In the Iranian case, the media and messages may be coming from the outside, but they are responding to a need from the inside. Iranians may be turning to the Internet, but not solely for political messages. Half of the blogs relate to sex and romance. While the youth may be clamoring for greater freedoms, they are not alone. Political reformers exist within the leadership as well as those who voted them into power.

Because of this top-bottom, inside-out mix of media, America has a wide range of opportunities to interject its own voice without drawing attention to itself. America's communication is part of, not apart from, the ongoing public dialogue in Iran.4

In the case of Iran, yes, arm's-length public diplomacy is effective; but these contrasting cases in this one region alone highlight a more important question: What factors can help make arm's-length public diplomacy effective?

Public Diplomacy as a Tool of Foreign Policy
This is where I turn back to your report and why I liked it so much. The underlying message I got from the report was that public diplomacy is a tool. Whereas I have talked today about the mass media as a tool of public diplomacy, public diplomacy is a tool of foreign policy.

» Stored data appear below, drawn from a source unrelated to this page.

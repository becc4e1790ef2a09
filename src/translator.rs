//! 翻译客户端：通过 OpenAI 兼容 API 进行文字翻译、语音合成与语音转文字。

use crate::config::EnvReader;
use crate::{Error, ErrorContext, Result};
use bytes::Bytes;
use keyring::Entry;
use serde_json::Value;
use std::time::Duration;

pub const DEFAULT_BASE_URL: &str = "https://api.openai.com";
pub const DEFAULT_COMPLETION_MODEL: &str = "gpt-5-nano";
pub const DEFAULT_TEMPERATURE: f64 = 1.0;
pub const DEFAULT_TTS_MODEL: &str = "gpt-4o-mini-tts";
pub const DEFAULT_TTS_VOICE: &str = "alloy";
pub const DEFAULT_WHISPER_MODEL: &str = "whisper-1";

const KEYRING_SERVICE: &str = "gpt-ai-translator";
const KEYRING_USER: &str = "openai";

/// Client for translation, speech synthesis and transcription.
pub struct TranslatorClient {
    http_client: reqwest::Client,
    base_url: String,
    api_key: String,
    model: String,
    temperature: f64,
    tts_model: String,
    tts_voice: String,
    whisper_model: String,
}

impl TranslatorClient {
    pub fn builder() -> TranslatorClientBuilder {
        TranslatorClientBuilder::new()
    }

    /// Build from `OPENAI_*` variables. The API key is looked up in the OS
    /// keyring first, then `OPENAI_API_KEY`.
    pub fn from_env(env: &EnvReader) -> Result<Self> {
        let api_key = match keyring_api_key() {
            Some(key) => key,
            None => env.get_required("OPENAI_API_KEY")?,
        };
        TranslatorClientBuilder::new()
            .api_key(api_key)
            .base_url(env.get_str_or("OPENAI_BASE_URL", DEFAULT_BASE_URL))
            .model(env.get_str_or("OPENAI_COMPLETION_MODEL", DEFAULT_COMPLETION_MODEL))
            .temperature(env.get_float("OPENAI_COMPLETION_TEMPERATURE", Some(DEFAULT_TEMPERATURE))?)
            .tts_model(env.get_str_or("OPENAI_TTS_MODEL", DEFAULT_TTS_MODEL))
            .tts_voice(env.get_str_or("OPENAI_TTS_VOICE", DEFAULT_TTS_VOICE))
            .whisper_model(env.get_str_or("OPENAI_WHISPER_MODEL", DEFAULT_WHISPER_MODEL))
            .build()
    }

    /// Translate `text` into `language` (an English language name).
    pub async fn translate(&self, text: &str, language: &str) -> Result<String> {
        let body = serde_json::json!({
            "model": self.model,
            "instructions": format!(
                "Translate the provided sentence into the {}, outputting only the translation.",
                language
            ),
            "input": text,
            "temperature": self.temperature,
        });
        let response = self
            .http_client
            .post(self.endpoint("/v1/responses"))
            .bearer_auth(&self.api_key)
            .json(&body)
            .send()
            .await
            .map_err(|e| network("translate", e))?;
        let json: Value = serde_json::from_str(&checked_text(response, "translate").await?)?;
        Ok(output_text(&json))
    }

    /// Synthesize speech for `text`; returns the encoded audio (mp3).
    pub async fn synthesize(&self, text: &str) -> Result<Bytes> {
        let body = serde_json::json!({
            "model": self.tts_model,
            "voice": self.tts_voice,
            "input": text,
        });
        let response = self
            .http_client
            .post(self.endpoint("/v1/audio/speech"))
            .bearer_auth(&self.api_key)
            .json(&body)
            .send()
            .await
            .map_err(|e| network("tts", e))?;
        let status = response.status();
        let bytes = response.bytes().await.map_err(|e| network("tts", e))?;
        if !status.is_success() {
            return Err(Error::Api {
                status: status.as_u16(),
                message: String::from_utf8_lossy(&bytes).into_owned(),
            });
        }
        Ok(bytes)
    }

    /// Transcribe an audio file's bytes; `file_name` carries the format hint.
    pub async fn transcribe(&self, audio: Vec<u8>, file_name: &str) -> Result<String> {
        let part = reqwest::multipart::Part::bytes(audio).file_name(file_name.to_string());
        let form = reqwest::multipart::Form::new()
            .part("file", part)
            .text("model", self.whisper_model.clone());
        let response = self
            .http_client
            .post(self.endpoint("/v1/audio/transcriptions"))
            .bearer_auth(&self.api_key)
            .multipart(form)
            .send()
            .await
            .map_err(|e| network("stt", e))?;
        let json: Value = serde_json::from_str(&checked_text(response, "stt").await?)?;
        Ok(json
            .get("text")
            .and_then(Value::as_str)
            .unwrap_or_default()
            .to_string())
    }

    pub fn model(&self) -> &str {
        &self.model
    }

    fn endpoint(&self, path: &str) -> String {
        format!("{}{}", self.base_url.trim_end_matches('/'), path)
    }
}

impl std::fmt::Debug for TranslatorClient {
    fn fmt(&self, f: &mut std::fmt::Formatter<'_>) -> std::fmt::Result {
        f.debug_struct("TranslatorClient")
            .field("base_url", &self.base_url)
            .field("model", &self.model)
            .field("tts_model", &self.tts_model)
            .field("whisper_model", &self.whisper_model)
            .finish_non_exhaustive()
    }
}

fn keyring_api_key() -> Option<String> {
    Entry::new(KEYRING_SERVICE, KEYRING_USER)
        .ok()
        .and_then(|entry| entry.get_password().ok())
}

fn network(source: &str, e: reqwest::Error) -> Error {
    Error::network_with_context(
        format!("request failed: {}", e),
        ErrorContext::new().with_source(source),
    )
}

async fn checked_text(response: reqwest::Response, source: &str) -> Result<String> {
    let status = response.status();
    let body = response.text().await.map_err(|e| network(source, e))?;
    if !status.is_success() {
        return Err(Error::Api {
            status: status.as_u16(),
            message: body,
        });
    }
    Ok(body)
}

/// Concatenate the `output_text` parts of a Responses API payload.
fn output_text(json: &Value) -> String {
    if let Some(text) = json.get("output_text").and_then(Value::as_str) {
        return text.to_string();
    }
    json.get("output")
        .and_then(Value::as_array)
        .into_iter()
        .flatten()
        .filter_map(|item| item.get("content").and_then(Value::as_array))
        .flatten()
        .filter(|part| part.get("type").and_then(Value::as_str) == Some("output_text"))
        .filter_map(|part| part.get("text").and_then(Value::as_str))
        .collect()
}

pub struct TranslatorClientBuilder {
    api_key: Option<String>,
    base_url: Option<String>,
    model: Option<String>,
    temperature: f64,
    tts_model: Option<String>,
    tts_voice: Option<String>,
    whisper_model: Option<String>,
    timeout_secs: u64,
}

impl TranslatorClientBuilder {
    pub fn new() -> Self {
        Self {
            api_key: None,
            base_url: None,
            model: None,
            temperature: DEFAULT_TEMPERATURE,
            tts_model: None,
            tts_voice: None,
            whisper_model: None,
            timeout_secs: 60,
        }
    }
    pub fn api_key(mut self, api_key: impl Into<String>) -> Self {
        self.api_key = Some(api_key.into());
        self
    }
    pub fn base_url(mut self, url: impl Into<String>) -> Self {
        self.base_url = Some(url.into());
        self
    }
    pub fn model(mut self, model: impl Into<String>) -> Self {
        self.model = Some(model.into());
        self
    }
    pub fn temperature(mut self, temperature: f64) -> Self {
        self.temperature = temperature;
        self
    }
    pub fn tts_model(mut self, model: impl Into<String>) -> Self {
        self.tts_model = Some(model.into());
        self
    }
    pub fn tts_voice(mut self, voice: impl Into<String>) -> Self {
        self.tts_voice = Some(voice.into());
        self
    }
    pub fn whisper_model(mut self, model: impl Into<String>) -> Self {
        self.whisper_model = Some(model.into());
        self
    }
    pub fn timeout_secs(mut self, secs: u64) -> Self {
        self.timeout_secs = secs;
        self
    }

    pub fn build(self) -> Result<TranslatorClient> {
        let api_key = self
            .api_key
            .filter(|k| !k.trim().is_empty())
            .ok_or_else(|| {
                Error::configuration_with_context(
                    "API key required",
                    ErrorContext::new().with_field_path("OPENAI_API_KEY"),
                )
            })?;
        let http_client = reqwest::Client::builder()
            .timeout(Duration::from_secs(self.timeout_secs))
            .build()
            .map_err(|e| Error::configuration(format!("Failed to create HTTP client: {}", e)))?;
        Ok(TranslatorClient {
            http_client,
            base_url: self.base_url.unwrap_or_else(|| DEFAULT_BASE_URL.to_string()),
            api_key,
            model: self
                .model
                .unwrap_or_else(|| DEFAULT_COMPLETION_MODEL.to_string()),
            temperature: self.temperature,
            tts_model: self.tts_model.unwrap_or_else(|| DEFAULT_TTS_MODEL.to_string()),
            tts_voice: self.tts_voice.unwrap_or_else(|| DEFAULT_TTS_VOICE.to_string()),
            whisper_model: self
                .whisper_model
                .unwrap_or_else(|| DEFAULT_WHISPER_MODEL.to_string()),
        })
    }
}

impl Default for TranslatorClientBuilder {
    fn default() -> Self {
        Self::new()
    }
}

Knowing how to use public diplomacy as a tool, I believe, is reflected in the report's conclusions:

One, there is a need for training. Training will help officials use the tools of public diplomacy more skillfully.

Two, there is a need to address the structural organization. Addressing the bureaucratic barriers within the structure can help make public diplomacy more responsive, agile, and, ideally, proactive.

Three, there is a need for greater resources. Providing more resources can help put the importance of public diplomacy on par with the important communication goals America is trying to achieve.

I thank The Heritage Foundation for taking the lead and keeping American public diplomacy in the forefront. And I pray that public diplomacy can be strengthened during this difficult time as young American GIs interact with the Iraqi people, for projected in the mirror images and actions of each are expressions of vulnerability and distrust.

Poor communication fuels feelings of distrust, misunderstandings, and uncertainty, thereby increasing the likelihood of hostility. It is a lose-lose situation for both peoples. Effective communication, on the other hand, has the power to foster understanding, trust, and security, thereby increasing the likelihood of cooperation and mutual benefit. It is a win-win situation for all.

Rhonda S. Zaharna, Ph.D., is an Assistant Professor in the School of Communication at The American University.

KARIN DEUTSCH KARLEKAR: I'm going to start by summarizing the environment for the media around the world, as well as existing efforts to promote press freedom.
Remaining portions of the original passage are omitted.